Each community has various goals as part of its long-range planning process, and many factors influence those goals and which building permit applications are approved. Is the proposed project located near wetlands or in a historic district? Is it an economic development zone? Are there utilities and other infrastructure in place? What about noise ordinances, restricted sightlines, aesthetics, or materials requirements, and more?
Something as seemingly simple as the proposed placement of dumpsters or loading docks could be in violation of a local ordinance, and building permits and approvals can’t be issued until the authorities within a municipality understand the full scope of a project and its intended use. Some communities are satisfied with a conceptual plan while others ask for detailed specifications, elevations, renderings of how it will be situated on a site, and more.
Commercial Construction Permit Process
An advantage of having a construction manager is that they can help coordinate all the moving parts of a commercial project, including approvals. There are basically three development stages to creating a plan that meets building codes, allowing the permitting process to move forward:
A conceptual schematic design outlining size and budget
Details defining mechanical and electrical systems, finishes, walls, exteriors, etc.
Construction drawings, specifications, and contract
The owner is responsible for coordinating these details, but usually relies on the architect to outline the plans and the contractor to secure most permits for construction. Then, once the review and approvals take place, the municipality will calculate the fees and issue permits.
After the initial approval to move ahead is given, the project owner is typically locked into a schedule and next steps will take place requiring further reviews, other incidental permits, and inspections for plumbing, heating, electrical, structural systems, and specialty code items.
Once construction is completed, licensing authorities may come in for final inspections and follow ups.
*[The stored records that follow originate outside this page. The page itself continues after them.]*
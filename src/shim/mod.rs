//! Shim-mode conversion: static rewriting of GM_* calls, no model involved.

pub mod snippets;

use std::collections::BTreeSet;
use std::sync::LazyLock;

use regex::{Captures, Regex};
use serde::{Deserialize, Serialize};
use strum::{Display, EnumIter, IntoEnumIterator};
use tracing::debug;

use crate::manifest::{build_manifest, BACKGROUND_PATH, CONTENT_SCRIPT_PATH};
use crate::package::require_file_name;
use crate::types::{FileKind, GeneratedFile, MANIFEST_PATH};
use crate::userscript::{parse_userscript, UserScriptMeta};

static GM_DOT_CALL: LazyLock<Regex> =
    LazyLock::new(|| Regex::new(r"\bGM\.([A-Za-z]+)\b").expect("GM alias regex must compile"));

static GM_IDENT: LazyLock<Regex> =
    LazyLock::new(|| Regex::new(r"\bGM_([A-Za-z]+)\b").expect("GM identifier regex must compile"));

static UNSAFE_WINDOW: LazyLock<Regex> =
    LazyLock::new(|| Regex::new(r"\bunsafeWindow\b").expect("unsafeWindow regex must compile"));

/// A group of GM APIs served by one shim.
#[derive(
    Debug, Clone, Copy, PartialEq, Eq, PartialOrd, Ord, Hash, Serialize, Deserialize, Display, EnumIter,
)]
#[serde(rename_all = "snake_case")]
#[strum(serialize_all = "snake_case")]
pub enum GmApi {
    AddStyle,
    Storage,
    XmlHttpRequest,
    Notification,
    SetClipboard,
    OpenInTab,
    Info,
    Log,
}

impl GmApi {
    /// Map a `GM_<suffix>` identifier suffix to its shim.
    pub fn from_suffix(suffix: &str) -> Option<Self> {
        Some(match suffix {
            "addStyle" => Self::AddStyle,
            "setValue" | "getValue" | "deleteValue" | "listValues" => Self::Storage,
            "xmlhttpRequest" | "xmlHttpRequest" => Self::XmlHttpRequest,
            "notification" => Self::Notification,
            "setClipboard" => Self::SetClipboard,
            "openInTab" => Self::OpenInTab,
            "info" => Self::Info,
            "log" => Self::Log,
            _ => return None,
        })
    }

    /// Map an `@grant` value (`GM_x` or `GM.x`) to its shim.
    pub fn from_grant(grant: &str) -> Option<Self> {
        grant
            .strip_prefix("GM_")
            .or_else(|| grant.strip_prefix("GM."))
            .and_then(Self::from_suffix)
    }

    fn content_shim(self, meta: &UserScriptMeta) -> String {
        match self {
            Self::AddStyle => snippets::ADD_STYLE.to_string(),
            Self::Storage => snippets::STORAGE.to_string(),
            Self::XmlHttpRequest => snippets::XML_HTTP_REQUEST.to_string(),
            Self::Notification => snippets::NOTIFICATION.to_string(),
            Self::SetClipboard => snippets::SET_CLIPBOARD.to_string(),
            Self::OpenInTab => snippets::OPEN_IN_TAB.to_string(),
            Self::Info => snippets::info(
                &js_string(&meta.name),
                &js_string(&meta.version),
                &js_string(&meta.description),
            ),
            Self::Log => snippets::LOG.to_string(),
        }
    }

    /// Service worker handler, for APIs that need extension privileges.
    pub fn background_handler(self) -> Option<&'static str> {
        match self {
            Self::XmlHttpRequest => Some(snippets::XML_HTTP_REQUEST_HANDLER),
            Self::Notification => Some(snippets::NOTIFICATION_HANDLER),
            Self::OpenInTab => Some(snippets::OPEN_IN_TAB_HANDLER),
            _ => None,
        }
    }
}

fn js_string(value: &str) -> String {
    serde_json::to_string(value).unwrap_or_else(|_| "''".to_string())
}

/// How a shim came to be included.
#[derive(Debug, Clone, Copy, PartialEq, Eq, Serialize, Deserialize, Display)]
#[serde(rename_all = "snake_case")]
#[strum(serialize_all = "snake_case")]
pub enum ShimReason {
    Granted,
    Used,
}

#[derive(Debug, Clone, PartialEq, Eq, Serialize, Deserialize)]
pub struct ShimLogEntry {
    pub api: GmApi,
    pub reason: ShimReason,
    pub needs_background: bool,
}

/// Output of [`transform_script`].
#[derive(Debug, Clone, PartialEq, Eq)]
pub struct TransformedScript {
    pub content_js: String,
    pub background_js: Option<String>,
    pub shim_log: Vec<ShimLogEntry>,
}

fn rewrite_aliases(script: &str) -> String {
    let aliased = GM_DOT_CALL.replace_all(script, |caps: &Captures| match GmApi::from_suffix(&caps[1]) {
        Some(GmApi::XmlHttpRequest) => "GM_xmlhttpRequest".to_string(),
        Some(_) => format!("GM_{}", &caps[1]),
        None => caps[0].to_string(),
    });
    UNSAFE_WINDOW.replace_all(&aliased, "window").into_owned()
}

/// Rewrite a script so it runs as an MV3 content script.
///
/// `GM.x` aliases become `GM_x`, `unsafeWindow` becomes `window`, and a shim
/// is prepended for every API that is granted or referenced.
pub fn transform_script(script: &str, meta: &UserScriptMeta) -> TransformedScript {
    let body = rewrite_aliases(script);

    let granted: BTreeSet<GmApi> = meta.grants.iter().filter_map(|g| GmApi::from_grant(g)).collect();
    let used: BTreeSet<GmApi> = GM_IDENT
        .captures_iter(&body)
        .filter_map(|caps| GmApi::from_suffix(&caps[1]))
        .collect();

    let mut shim_log = Vec::new();
    let mut content_js = String::new();
    let mut handlers = Vec::new();
    for api in GmApi::iter().filter(|api| granted.contains(api) || used.contains(api)) {
        let reason = if granted.contains(&api) {
            ShimReason::Granted
        } else {
            ShimReason::Used
        };
        let handler = api.background_handler();
        shim_log.push(ShimLogEntry {
            api,
            reason,
            needs_background: handler.is_some(),
        });
        content_js.push_str(&api.content_shim(meta));
        handlers.extend(handler);
    }

    if !content_js.is_empty() {
        content_js.insert_str(0, "// ---- GM API shims ----\n");
        content_js.push_str("\n// ---- UserScript ----\n");
    }
    content_js.push_str(&body);

    let background_js = (!handlers.is_empty()).then(|| build_background_script(&handlers));
    debug!(shims = shim_log.len(), background = background_js.is_some(), "script transformed");

    TransformedScript {
        content_js,
        background_js,
        shim_log,
    }
}

/// Concatenate background handlers into a service worker.
pub fn build_background_script(handlers: &[&str]) -> String {
    let mut out = String::from("// Service worker for GM API requests from the content script.\n");
    for handler in handlers {
        out.push_str(handler);
    }
    out
}

/// A complete shim-mode conversion.
#[derive(Debug, Clone, PartialEq)]
pub struct ShimConversion {
    pub meta: UserScriptMeta,
    /// Sorted by path.
    pub files: Vec<GeneratedFile>,
    pub shim_log: Vec<ShimLogEntry>,
    pub require_files: Vec<String>,
}

/// Convert a script into manifest.json, content.js and, when needed, background.js.
pub fn convert_with_shims(script: &str) -> ShimConversion {
    let meta = parse_userscript(script);
    let transformed = transform_script(script, &meta);
    let require_files: Vec<String> = meta
        .requires
        .iter()
        .enumerate()
        .map(|(i, url)| require_file_name(url, i))
        .collect();
    let manifest = build_manifest(&meta, transformed.background_js.is_some(), &require_files);

    let mut files = Vec::new();
    if let Some(background) = transformed.background_js {
        files.push(
            GeneratedFile::new(BACKGROUND_PATH, background, FileKind::Background)
                .with_reason("Required by transformed GM APIs in shim mode."),
        );
    }
    files.push(
        GeneratedFile::new(CONTENT_SCRIPT_PATH, transformed.content_js, FileKind::Content)
            .required(true)
            .with_reason("Transformed script output in shim mode."),
    );
    files.push(
        GeneratedFile::new(MANIFEST_PATH, manifest.to_json_pretty(), FileKind::Manifest)
            .required(true)
            .with_reason("Generated from parser metadata in shim mode."),
    );

    ShimConversion {
        meta,
        files,
        shim_log: transformed.shim_log,
        require_files,
    }
}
For example, if a school in Wisconsin wants to host WIAA-sanctioned diving tournaments in its swimming pool, the facility must be inspected and meet strict depth requirements in order to be approved for hosting. It’s the owner’s responsibility to inform the architect and contractor about the school’s WIAA affiliation during the planning phase to meet those licensing requirements.
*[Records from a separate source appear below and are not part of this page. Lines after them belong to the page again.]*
//! Error types for script2ext.

pub mod unified;

pub use unified::{ErrorCategory, ErrorCode, ErrorDetails, RecoverySuggestion};

use thiserror::Error;

/// Primary error type for every conversion operation.
#[derive(Error, Debug)]
pub enum ConvertError {
    #[error("Configuration error: {0}")]
    Configuration(String),

    #[error("API error (status {status}): {message}")]
    Api {
        status: u16,
        message: String,
        details: Option<ErrorDetails>,
    },

    #[error("Network error: {0}")]
    Network(#[from] reqwest::Error),

    #[error("IO error: {0}")]
    Io(#[from] std::io::Error),

    #[error("Serialization error: {0}")]
    Serialization(#[from] serde_json::Error),

    #[error("Authentication error: {0}")]
    Authentication(String),

    #[error("Rate limited (status 429): {message}{}", retry_hint(.retry_after_ms))]
    RateLimited {
        message: String,
        retry_after_ms: Option<u64>,
    },

    #[error("Timeout after {0}ms")]
    Timeout(u64),

    #[error("Stream error: {0}")]
    Stream(String),

    #[error("Invalid argument: {0}")]
    InvalidArgument(String),

    #[error("Agent did not generate required files (manifest.json + at least one content file).")]
    MissingRequiredFiles,

    #[error("Agent check did not pass: {summary}")]
    CheckFailed { summary: String },

    #[error("Conversion canceled")]
    Canceled,

    #[error("Packaging error: {0}")]
    Packaging(String),
}

impl ConvertError {
    /// Create an API error.
    pub fn api(status: u16, message: impl Into<String>) -> Self {
        Self::Api {
            status,
            message: message.into(),
            details: None,
        }
    }

    /// Create an API error with provider details attached.
    pub fn api_with_details(status: u16, message: impl Into<String>, details: ErrorDetails) -> Self {
        Self::Api {
            status,
            message: message.into(),
            details: Some(details),
        }
    }

    /// Classify this error into a category.
    pub fn category(&self) -> ErrorCategory {
        match self {
            Self::Authentication(_) => ErrorCategory::Authentication,
            Self::RateLimited { .. } => ErrorCategory::RateLimit,
            Self::Network(_) => ErrorCategory::Network,
            Self::Timeout(_) => ErrorCategory::Timeout,
            Self::Configuration(_) => ErrorCategory::Configuration,
            Self::Serialization(_) => ErrorCategory::Serialization,
            Self::Api { status, .. } => match status {
                401 | 403 => ErrorCategory::Authentication,
                429 => ErrorCategory::RateLimit,
                500..=599 => ErrorCategory::Server,
                _ => ErrorCategory::Api,
            },
            Self::MissingRequiredFiles | Self::CheckFailed { .. } => ErrorCategory::Conversion,
            Self::Canceled => ErrorCategory::Canceled,
            _ => ErrorCategory::Unknown,
        }
    }

    /// Whether this error is potentially retryable.
    pub fn is_retryable(&self) -> bool {
        matches!(
            self.category(),
            ErrorCategory::RateLimit
                | ErrorCategory::Network
                | ErrorCategory::Timeout
                | ErrorCategory::Server
        )
    }

    /// Suggest recovery actions.
    pub fn recovery_suggestion(&self) -> RecoverySuggestion {
        match self.category() {
            ErrorCategory::Authentication => RecoverySuggestion::CheckCredentials,
            ErrorCategory::RateLimit => RecoverySuggestion::RetryWithBackoff,
            ErrorCategory::Network => RecoverySuggestion::RetryWithBackoff,
            ErrorCategory::Timeout => RecoverySuggestion::IncreaseTimeout,
            ErrorCategory::Server => RecoverySuggestion::RetryWithBackoff,
            ErrorCategory::Configuration => RecoverySuggestion::CheckConfiguration,
            ErrorCategory::Conversion => RecoverySuggestion::RetryConversion,
            _ => RecoverySuggestion::ContactSupport,
        }
    }
}

fn retry_hint(retry_after_ms: &Option<u64>) -> String {
    match retry_after_ms {
        Some(ms) => format!(" (retry after {ms}ms)"),
        None => String::new(),
    }
}

/// Convenience alias.
pub type Result<T> = std::result::Result<T, ConvertError>;
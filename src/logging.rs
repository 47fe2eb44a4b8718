//! Diagnostic tracing for the CLI.

use tracing_subscriber::{fmt, layer::SubscriberExt, util::SubscriberInitExt, EnvFilter};

/// Install a compact stderr subscriber filtered by `RUST_LOG` (default `warn`,
/// or `script2ext=debug` when `verbose` is set).
pub fn init(verbose: bool) {
    let fallback = if verbose { "warn,script2ext=debug" } else { "warn" };
    let filter = EnvFilter::try_from_default_env().unwrap_or_else(|_| EnvFilter::new(fallback));

    tracing_subscriber::registry()
        .with(filter)
        .with(fmt::layer().with_writer(std::io::stderr).compact())
        .init();
}
//! script2ext: UserScript to Chrome MV3 extension converter
//!
//! Two conversion paths share one output shape (a set of generated files):
//!
//! - **agent mode** drives a remote model through a bounded tool-calling
//!   conversation that writes the files, checks them and fixes them;
//! - **shim mode** rewrites GM_* calls against static shims.
//!
//! # Quick Start
//!
//! ```no_run
//! use script2ext::prelude::*;
//!
//! # async fn example() -> script2ext::error::Result<()> {
//! let config = ConverterConfig::from_env();
//! let converter = AgentConverter::from_config(&config)?;
//! let result = converter
//!     .convert(ConvertRequest::new("// ==UserScript==\n// ==/UserScript==\nalert(1);"))
//!     .await?;
//! for file in &result.files {
//!     println!("{}", file.path);
//! }
//! # Ok(())
//! # }
//! ```

pub mod agent;
pub mod config;
pub mod error;
pub mod fetch;
pub mod manifest;
pub mod package;
pub mod prelude;
pub mod provider;
pub mod shim;
pub mod types;
pub mod userscript;
pub mod util;

#[cfg(feature = "cli")]
pub mod cli;

#[cfg(feature = "cli")]
pub mod logging;
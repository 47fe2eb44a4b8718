//! Shared HTTP client, header builders, and status mapping.

use std::sync::OnceLock;

use reqwest::header::{HeaderMap, HeaderName, HeaderValue, AUTHORIZATION, CONTENT_TYPE};

use crate::error::{ConvertError, ErrorCode, ErrorDetails};

static SHARED_CLIENT: OnceLock<reqwest::Client> = OnceLock::new();

/// Get (or create) the shared reqwest client.
pub fn shared_client() -> &'static reqwest::Client {
    SHARED_CLIENT.get_or_init(|| {
        reqwest::Client::builder()
            .timeout(std::time::Duration::from_secs(120))
            .pool_max_idle_per_host(10)
            .build()
            .expect("Failed to build HTTP client")
    })
}

/// Build default headers for a Bearer-token API.
pub fn bearer_headers(api_key: &str) -> HeaderMap {
    let mut headers = HeaderMap::new();
    headers.insert(CONTENT_TYPE, HeaderValue::from_static("application/json"));
    if let Ok(val) = HeaderValue::from_str(&format!("Bearer {api_key}")) {
        headers.insert(AUTHORIZATION, val);
    }
    headers
}

/// Bearer headers plus OpenRouter app attribution (`HTTP-Referer`, `X-Title`).
pub fn openrouter_headers(api_key: &str, referer: &str, title: &str) -> HeaderMap {
    let mut headers = bearer_headers(api_key);
    if let Ok(val) = HeaderValue::from_str(referer) {
        headers.insert(HeaderName::from_static("http-referer"), val);
    }
    if let Ok(val) = HeaderValue::from_str(title) {
        headers.insert(HeaderName::from_static("x-title"), val);
    }
    headers
}

/// Map a non-success HTTP status and its body to an error.
pub fn status_to_error(status: u16, body: &str) -> ConvertError {
    match status {
        401 | 403 => ConvertError::Authentication(format!("OpenRouter {status}: {body}")),
        429 => {
            let payload = serde_json::from_str::<serde_json::Value>(body).ok();
            let error = payload.as_ref().and_then(|v| v.get("error"));
            let message = error
                .and_then(|e| e.get("message"))
                .and_then(|m| m.as_str())
                .map(str::to_string)
                .unwrap_or_else(|| body.trim().to_string());
            ConvertError::RateLimited {
                message: format!("OpenRouter {status}: {message}"),
                retry_after_ms: error
                    .and_then(|e| e.get("retry_after"))
                    .and_then(|r| r.as_f64())
                    .map(|s| (s * 1000.0) as u64),
            }
        }
        _ => ConvertError::api_with_details(
            status,
            body,
            ErrorDetails {
                code: Some(ErrorCode::from_status(status)),
                provider_code: None,
                request_id: None,
            },
        ),
    }
}
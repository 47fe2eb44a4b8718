//! Generated extension files.

use serde::{Deserialize, Serialize};
use strum::{Display, EnumString};

/// Canonical manifest location inside the extension package.
pub const MANIFEST_PATH: &str = "manifest.json";

/// Role of a file inside the generated extension.
#[derive(
    Debug, Clone, Copy, Default, Serialize, Deserialize, PartialEq, Eq, Hash, Display, EnumString,
)]
#[serde(rename_all = "lowercase")]
#[strum(serialize_all = "lowercase")]
pub enum FileKind {
    Manifest,
    Content,
    Background,
    Asset,
    Vendor,
    Doc,
    #[default]
    Other,
}

impl FileKind {
    /// Parse a kind reported by the model, falling back to `Other`.
    pub fn parse_lenient(raw: &str) -> Self {
        raw.parse().unwrap_or_default()
    }
}

/// One file of the extension package.
#[derive(Debug, Clone, Serialize, Deserialize, PartialEq, Eq)]
pub struct GeneratedFile {
    pub path: String,
    pub content: String,
    pub kind: FileKind,
    pub required: bool,
    #[serde(default, skip_serializing_if = "Option::is_none")]
    pub reason: Option<String>,
}

impl GeneratedFile {
    pub fn new(path: impl Into<String>, content: impl Into<String>, kind: FileKind) -> Self {
        Self {
            path: path.into(),
            content: content.into(),
            kind,
            required: false,
            reason: None,
        }
    }

    pub fn required(mut self, required: bool) -> Self {
        self.required = required;
        self
    }

    pub fn with_reason(mut self, reason: impl Into<String>) -> Self {
        self.reason = Some(reason.into());
        self
    }
}
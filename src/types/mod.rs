//! Core types for script2ext.

pub mod check;
pub mod events;
pub mod files;
pub mod message;
pub mod stream;

pub use check::*;
pub use events::*;
pub use files::*;
pub use message::*;
pub use stream::*;
//! Unified error classification and recovery.

use serde::{Deserialize, Serialize};

/// Machine-readable error code reported by the remote API.
#[derive(Debug, Clone, Copy, PartialEq, Eq, Serialize, Deserialize)]
#[serde(rename_all = "snake_case")]
pub enum ErrorCode {
    InvalidApiKey,
    InsufficientQuota,
    RateLimitExceeded,
    ModelNotFound,
    InvalidRequest,
    ContextLengthExceeded,
    ServerError,
    Unknown,
}

impl ErrorCode {
    /// Map an HTTP status to the closest error code.
    pub fn from_status(status: u16) -> Self {
        match status {
            400 => Self::InvalidRequest,
            401 | 403 => Self::InvalidApiKey,
            402 => Self::InsufficientQuota,
            404 => Self::ModelNotFound,
            429 => Self::RateLimitExceeded,
            500..=599 => Self::ServerError,
            _ => Self::Unknown,
        }
    }
}

/// Broad error category for routing recovery logic.
#[derive(Debug, Clone, Copy, PartialEq, Eq)]
pub enum ErrorCategory {
    Authentication,
    RateLimit,
    Network,
    Timeout,
    Server,
    Api,
    Configuration,
    Serialization,
    Conversion,
    Canceled,
    Unknown,
}

/// Structured details returned by the remote API.
#[derive(Debug, Clone, Serialize, Deserialize)]
pub struct ErrorDetails {
    pub code: Option<ErrorCode>,
    pub provider_code: Option<String>,
    pub request_id: Option<String>,
}

/// Suggested recovery action.
#[derive(Debug, Clone, Copy, PartialEq, Eq)]
pub enum RecoverySuggestion {
    RetryWithBackoff,
    CheckCredentials,
    CheckConfiguration,
    IncreaseTimeout,
    RetryConversion,
    ContactSupport,
}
Types of Commercial Building Permits & Responsibilities
In the grand scheme of things, the permitting process doesn’t cost that much when managed properly, but it can add significant costs if not done correctly and work ends up needing to be redone to comply.
The types of building permits, reviews, and licenses for commercial construction can be overwhelming and will vary depending on the type of facility, location, intended use, and more. The following is a list of common building reviews and permits for commercial construction and who is responsible for coordinating them.
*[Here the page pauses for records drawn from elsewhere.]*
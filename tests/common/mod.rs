//! Shared test helpers and a scripted transport.

#![allow(dead_code)]

use std::collections::VecDeque;
use std::sync::{Arc, Mutex};

use async_trait::async_trait;
use futures::stream;
use serde_json::Value;

use script2ext::error::ConvertError;
use script2ext::provider::{ChatRequest, ChatResponse, ChatTransport, ChunkStream};
use script2ext::types::*;

/// One scripted turn.
pub enum Scripted {
    Response(ChatResponse),
    Chunks(Vec<ChatStreamChunk>),
    Fail(ConvertError),
    /// Never answers; only cancellation ends the turn.
    Hang,
}

/// A transport that replays queued turns and records every request.
#[derive(Clone, Default)]
pub struct ScriptedTransport {
    turns: Arc<Mutex<VecDeque<Scripted>>>,
    requests: Arc<Mutex<Vec<ChatRequest>>>,
    streamed: Arc<Mutex<Vec<bool>>>,
}

impl ScriptedTransport {
    pub fn new() -> Self {
        Self::default()
    }

    pub fn push(&self, turn: Scripted) -> &Self {
        self.turns.lock().unwrap().push_back(turn);
        self
    }

    /// Queue a blocking turn answering with the given tool calls.
    pub fn push_calls(&self, calls: Vec<ToolInvocation>) -> &Self {
        self.push(Scripted::Response(ChatResponse {
            text: None,
            tool_calls: calls,
            finish_reason: Some(FinishReason::ToolCalls),
        }))
    }

    /// Queue a blocking turn answering with plain text.
    pub fn push_text(&self, text: &str) -> &Self {
        self.push(Scripted::Response(ChatResponse {
            text: Some(text.to_string()),
            tool_calls: Vec::new(),
            finish_reason: Some(FinishReason::Stop),
        }))
    }

    pub fn requests(&self) -> Vec<ChatRequest> {
        self.requests.lock().unwrap().clone()
    }

    /// Whether each recorded request went through the streaming path.
    pub fn streamed(&self) -> Vec<bool> {
        self.streamed.lock().unwrap().clone()
    }

    pub fn as_transport(&self) -> Arc<dyn ChatTransport> {
        Arc::new(self.clone())
    }

    fn next(&self, request: &ChatRequest, streamed: bool) -> Option<Scripted> {
        self.requests.lock().unwrap().push(request.clone());
        self.streamed.lock().unwrap().push(streamed);
        self.turns.lock().unwrap().pop_front()
    }
}

fn idle() -> ChatResponse {
    ChatResponse {
        text: Some("done".to_string()),
        tool_calls: Vec::new(),
        finish_reason: Some(FinishReason::Stop),
    }
}

fn as_chunks(response: ChatResponse) -> Vec<ChatStreamChunk> {
    let mut chunks = vec![ChatStreamChunk {
        text: response.text,
        ..Default::default()
    }];
    for (index, call) in response.tool_calls.into_iter().enumerate() {
        chunks.push(ChatStreamChunk {
            tool_calls: vec![ToolCallDelta {
                index,
                id: Some(call.id),
                name: Some(call.name),
                arguments: Some(call.raw_arguments),
            }],
            ..Default::default()
        });
    }
    chunks.push(ChatStreamChunk {
        finish_reason: response.finish_reason,
        ..Default::default()
    });
    chunks
}

fn collect_response(chunks: Vec<ChatStreamChunk>) -> ChatResponse {
    let mut response = ChatResponse::default();
    let mut text = String::new();
    for chunk in chunks {
        if let Some(t) = chunk.text {
            text.push_str(&t);
        }
        for delta in chunk.tool_calls {
            while response.tool_calls.len() <= delta.index {
                response.tool_calls.push(ToolInvocation::default());
            }
            let call = &mut response.tool_calls[delta.index];
            if let Some(id) = delta.id {
                call.id = id;
            }
            if let Some(name) = delta.name {
                call.name = name;
            }
            if let Some(args) = delta.arguments {
                call.raw_arguments.push_str(&args);
            }
        }
        if chunk.finish_reason.is_some() {
            response.finish_reason = chunk.finish_reason;
        }
    }
    response.text = Some(text).filter(|t| !t.is_empty());
    response
}

#[async_trait]
impl ChatTransport for ScriptedTransport {
    fn name(&self) -> &str {
        "scripted"
    }

    async fn complete(&self, request: &ChatRequest) -> Result<ChatResponse, ConvertError> {
        match self.next(request, false) {
            None => Ok(idle()),
            Some(Scripted::Response(response)) => Ok(response),
            Some(Scripted::Chunks(chunks)) => Ok(collect_response(chunks)),
            Some(Scripted::Fail(err)) => Err(err),
            Some(Scripted::Hang) => futures::future::pending().await,
        }
    }

    async fn stream(&self, request: &ChatRequest) -> Result<ChunkStream, ConvertError> {
        let chunks = match self.next(request, true) {
            None => as_chunks(idle()),
            Some(Scripted::Response(response)) => as_chunks(response),
            Some(Scripted::Chunks(chunks)) => chunks,
            Some(Scripted::Fail(err)) => return Err(err),
            Some(Scripted::Hang) => futures::future::pending().await,
        };
        Ok(Box::pin(stream::iter(chunks.into_iter().map(Ok))))
    }
}

/// Build a tool call with JSON arguments.
pub fn call(id: &str, name: &str, args: Value) -> ToolInvocation {
    ToolInvocation::new(id, name, args.to_string())
}

pub fn write_file(id: &str, path: &str, content: &str, kind: &str) -> ToolInvocation {
    call(
        id,
        "write_file",
        serde_json::json!({ "path": path, "content": content, "kind": kind, "required": true }),
    )
}

pub fn run_check(id: &str, pass: bool, summary: &str) -> ToolInvocation {
    call(
        id,
        "run_check",
        serde_json::json!({ "pass": pass, "summary": summary, "issues": [] }),
    )
}

pub fn apply_fix(id: &str, summary: &str) -> ToolInvocation {
    call(id, "apply_fix", serde_json::json!({ "summary": summary }))
}

pub fn core_files(prefix: &str) -> Vec<ToolInvocation> {
    vec![
        write_file(
            &format!("{prefix}-m"),
            "manifest.json",
            r#"{"manifest_version":3,"name":"Demo","version":"1.0"}"#,
            "manifest",
        ),
        write_file(&format!("{prefix}-c"), "content.js", "console.log('hi');", "content"),
    ]
}

pub const SAMPLE_SCRIPT: &str = "// ==UserScript==\n\
// @name        Demo\n\
// @version     1.0\n\
// @match       https://example.com/*\n\
// @grant       GM_addStyle\n\
// ==/UserScript==\n\
GM_addStyle('body { color: red; }');\n";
Best for Owner to Coordinate With Architect or Engineer
Local Site Plan Review / Approval
Site design, building use, parking, landscape, lighting, and signage permits
Stormwater management, site erosion control, construction erosion control
Business plan when required
State Plan Reviews (IBC and companion codes; Safety and Professional Services rules)
Architecture, structure, HVAC
Plumbing (or private sewage systems)
Fire Suppression and Detection (sprinklers and alarms)
Elevators (and escalators)
Electrical (may not need to submit, but electrical requirements required)
Various components (e.g., roof and floor trusses, metal buildings, steel girders, precast concrete plank and walls, laminated wood)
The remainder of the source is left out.